Figure 3 reports the comparison between T and O for the original data (τ = 1s), and for reconstructed responses of slower ETPs (τ = 4s, τ = 8s, τ = 32s). The corresponding differences T_{c} -θ_{c} are reported in Table 4. T_{c} = 39.7°C

**Figure 3: **Temperature θ recorded with a fast probe (τ = 1s) during a clinical procedure. The dark line is the reconstructed real temperature (from eq. (3)). The three interrupted curves represent the temperatures that would have been detected by slower sensors up to the time at which θ has reached the threshold value.

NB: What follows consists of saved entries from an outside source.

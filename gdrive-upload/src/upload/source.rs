use std::io;
use std::path::{Path, PathBuf};

use super::error::LocalFileError;
use crate::config::expand_path;

/// Type used when the file name gives no hint.
pub const DEFAULT_MIME_TYPE: &str = "application/octet-stream";

/// A local file that has been checked and is ready to upload.
#[derive(Debug, Clone, PartialEq, Eq)]
pub struct SourceFile {
    pub path: PathBuf,
    pub name: String,
    pub mime_type: String,
    pub size: u64,
}

impl SourceFile {
    /// Resolves `raw` (with `~` expanded) to an absolute path and checks that it
    /// names an existing regular file.
    pub fn inspect(raw: &Path) -> Result<Self, LocalFileError> {
        let expanded = expand_path(raw, dirs::home_dir().as_deref());
        let path = std::path::absolute(&expanded).map_err(|source| {
            LocalFileError::Inaccessible {
                path: expanded.clone(),
                source,
            }
        })?;

        let metadata = match std::fs::metadata(&path) {
            Ok(metadata) => metadata,
            Err(err) if err.kind() == io::ErrorKind::NotFound => {
                return Err(LocalFileError::Missing(path));
            }
            Err(source) => return Err(LocalFileError::Inaccessible { path, source }),
        };
        if !metadata.is_file() {
            return Err(LocalFileError::NotAFile(path));
        }

        let Some(name) = path.file_name().map(|n| n.to_string_lossy().into_owned()) else {
            return Err(LocalFileError::NotAFile(path));
        };
        let mime_type = guess_mime_type(&path);

        Ok(Self {
            name,
            mime_type,
            size: metadata.len(),
            path,
        })
    }
}

fn guess_mime_type(path: &Path) -> String {
    mime_guess::from_path(path)
        .first_raw()
        .unwrap_or(DEFAULT_MIME_TYPE)
        .to_string()
}
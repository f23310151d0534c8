//! Terminal rendering core for termblit.
//!
//! Maintains a pixel-addressable off-screen canvas, composites bitmap and
//! primitive draws onto it (alpha blending, tinting, horizontal warp,
//! stochastic dithering, motion persistence), then emits the minimal
//! terminal escape sequences needed to redraw what changed since the
//! previous frame.
//!
//! # Example
//!
//! ```
//! use termblit_terminal::{
//!     Bitmap, BlitOptions, DiffRenderer, ColorMode, FrameOptions, Pixel, PixelBuffer,
//! };
//!
//! # fn main() -> Result<(), termblit_terminal::RenderError> {
//! let mut canvas = PixelBuffer::new(80, 50)?;
//! let mut renderer = DiffRenderer::with_color_mode(ColorMode::TrueColor);
//!
//! canvas.clear(Pixel::BLACK);
//! let sprite = Bitmap::filled(4, 4, Pixel::rgb(255, 200, 0));
//! canvas.draw_bitmap(&sprite, 10, 12, &BlitOptions::default());
//!
//! let mut frame = Vec::new();
//! let changed = renderer.flush(&mut canvas, &mut frame, &FrameOptions::default())?;
//! assert!(changed > 0);
//! # Ok(())
//! # }
//! ```

mod color;
pub mod direct;
mod error;

pub use color::ColorMode;
pub use direct::{BlitOptions, DiffRenderer, FrameOptions, LowRes, PixelBuffer};
pub use error::RenderError;

// Core pixel types, re-exported so embedders need only this crate.
pub use termblit_core::{Bitmap, BitmapError, DitherStrategy, LcgDither, Pixel};
//! Pixel canvas with compositing and motion-persistence buffers.
//!
//! Three parallel buffers back every canvas: the frame being composed,
//! the last frame emitted (for diffing), and a decaying trail buffer
//! whose alpha channel encodes trail strength.

use termblit_core::{Bitmap, DitherStrategy, LcgDither, Pixel};

use crate::error::RenderError;

/// Existing trail pixels with alpha at or below this are overwritten
/// outright instead of merged. Historical constant, pending product-owner
/// confirmation before any re-tune.
pub const PERSISTENCE_EMPTY_ALPHA: i64 = 2;

/// Per-draw compositing parameters for [`PixelBuffer::draw_bitmap`].
///
/// The defaults describe a plain opaque blit: full alpha, neutral
/// brightness, no tint, no distortion, no trail, no dithering.
#[derive(Debug, Clone, Copy)]
pub struct BlitOptions<'a> {
    /// Alpha multiplier (0-255) applied to every source pixel.
    pub global_alpha: u8,
    /// Brightness multiplier applied after tinting.
    pub brightness: f64,
    /// Tint applied to every pixel, weighted by the tint's own alpha.
    pub tint: Option<Pixel>,
    /// Per-column tints, merged with `tint` by alpha-weighted averaging
    /// when both are present. [`Pixel::NONE`] entries mean "no tint for
    /// this column"; missing trailing entries are treated the same way.
    pub column_tints: &'a [Pixel],
    /// Record this draw into the persistence buffer as a trail.
    pub persisted: bool,
    /// Trail color override; defaults to the composited pixel color.
    pub persisted_color: Option<Pixel>,
    /// Per-row horizontal shift of destination columns (wave/warp).
    pub distortion_offsets: &'a [i64],
    /// Per-row horizontal index shift used only when sampling the
    /// existing canvas for blending (parallax between a drawn element and
    /// its background).
    pub background_distortion_offsets: &'a [i64],
    /// Blend ratios at or below this threshold (in (0, 1]) dither to an
    /// all-or-nothing per-pixel decision; 0 disables dithering.
    pub dithering_alpha_ratio_threshold: f64,
}

impl Default for BlitOptions<'_> {
    fn default() -> Self {
        Self {
            global_alpha: 255,
            brightness: 1.0,
            tint: None,
            column_tints: &[],
            persisted: false,
            persisted_color: None,
            distortion_offsets: &[],
            background_distortion_offsets: &[],
            dithering_alpha_ratio_threshold: 0.0,
        }
    }
}

/// Pixel canvas holding the current, previous, and persistence buffers.
///
/// All buffers are exactly width × height pixels for the lifetime of the
/// instance. Draws clip silently at the edges; the only fallible
/// operation is construction. Not safe for concurrent use; callers
/// serialize access externally.
pub struct PixelBuffer {
    width: usize,
    height: usize,
    pixel_count: usize,
    current: Vec<Pixel>,
    previous: Vec<Pixel>,
    persistence: Vec<Pixel>,
    drawn_pixel_count: u64,
    dither: Box<dyn DitherStrategy + Send>,
}
//! Core value types for the termblit rendering engine.
//!
//! This crate holds the types every backend shares: the packed [`Pixel`]
//! color value, the [`Bitmap`] source-image container, and the
//! [`DitherStrategy`] seam used by the compositor to turn fractional blend
//! ratios into binary per-pixel decisions.

mod bitmap;
mod dither;
mod pixel;

pub use bitmap::{Bitmap, BitmapError};
pub use dither::{DitherStrategy, LcgDither};
pub use pixel::Pixel;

**Table 4:** Temperature underestimation by probes with different response time.

τ = 1s | τ = 4s | τ = 8s | τ = 32s | |

Tc - Ɵc (°C) | 0.7 | 1.1 | 2.6 | 4.3 |

**DISCUSSION**

We have carried out a quantitative analysis of the influence of the response time on the behavior of a thermal sensor. While very fast sensors (response time of 1s or less) keep up rather precisely with the external stimulus, the discrepancy between the measured temperature and the real one becomes larger and larger as the response time increases. Beyond some limit, the information provided by the sensor to the operator during RFA or CA becomes so inaccurate to represent a real danger. Such a feature is more dramatic in the presence of rapid temperature variations (which are accompanied by steep thermal gradients in the area surrounding the ablator), namely in the cases where LET measurement is essential. These facts have been pointed out based on numerical simulations performed both on ideal cases and on clinical data. We have applied our method to perform a virtual comparison among different sensors, since we are able to retrieve the real LET from the one measured by means of a given sensor and in turn to predict the corresponding response of different sensors.

**CONCLUSIONS**

It is fairly obvious that a delayed response of a thermal sensor on an ETP will cause a delay in alarming the operator. However, for the clinical practice it is very important to translate such a simple remark into quantitative terms. The analysis here performed shows that the use of probes with response time of 4s or more must be avoided, since the information they provide is deceitful when LET varies particularly rapidly, namely precisely when LET monitoring is essential. In particuar, we have pointed out the following features, all emphasizing the danger connected to the use of slow probes:

- The real temperature T associated to a measured spike θ has a maximum exceeding the one of θ and occurring earlier. The size of such discrepancies is strongly related to the sensor response time τ
- For a given temperature T evolving beyond a given alarm temperature, the delay with which the measured temperature θ crosses the same threshold is largely increasing with the sensor response time τ.
- If RF power is switched off at some chosen temperature detected by a fast sensor, the temperature that would have been shown by a slower sensor at the same time is lower, and considerably lower if its response time τ is large.

**DECLARATIONS**

Competing interests

Antonio Fasano is Scientific Director and R&D Manager at FIAB, Italy. Luca Anfuso and Massimo Corsi are researchers at FIAB, Italy.

**ACKNOWLEDGEMENTS**

We thank Dr Giuseppe De Martino allowing the use of the data recorded by him during a procedure performed at Istituto Clinico Mediterraneo, Agropoli, Italy.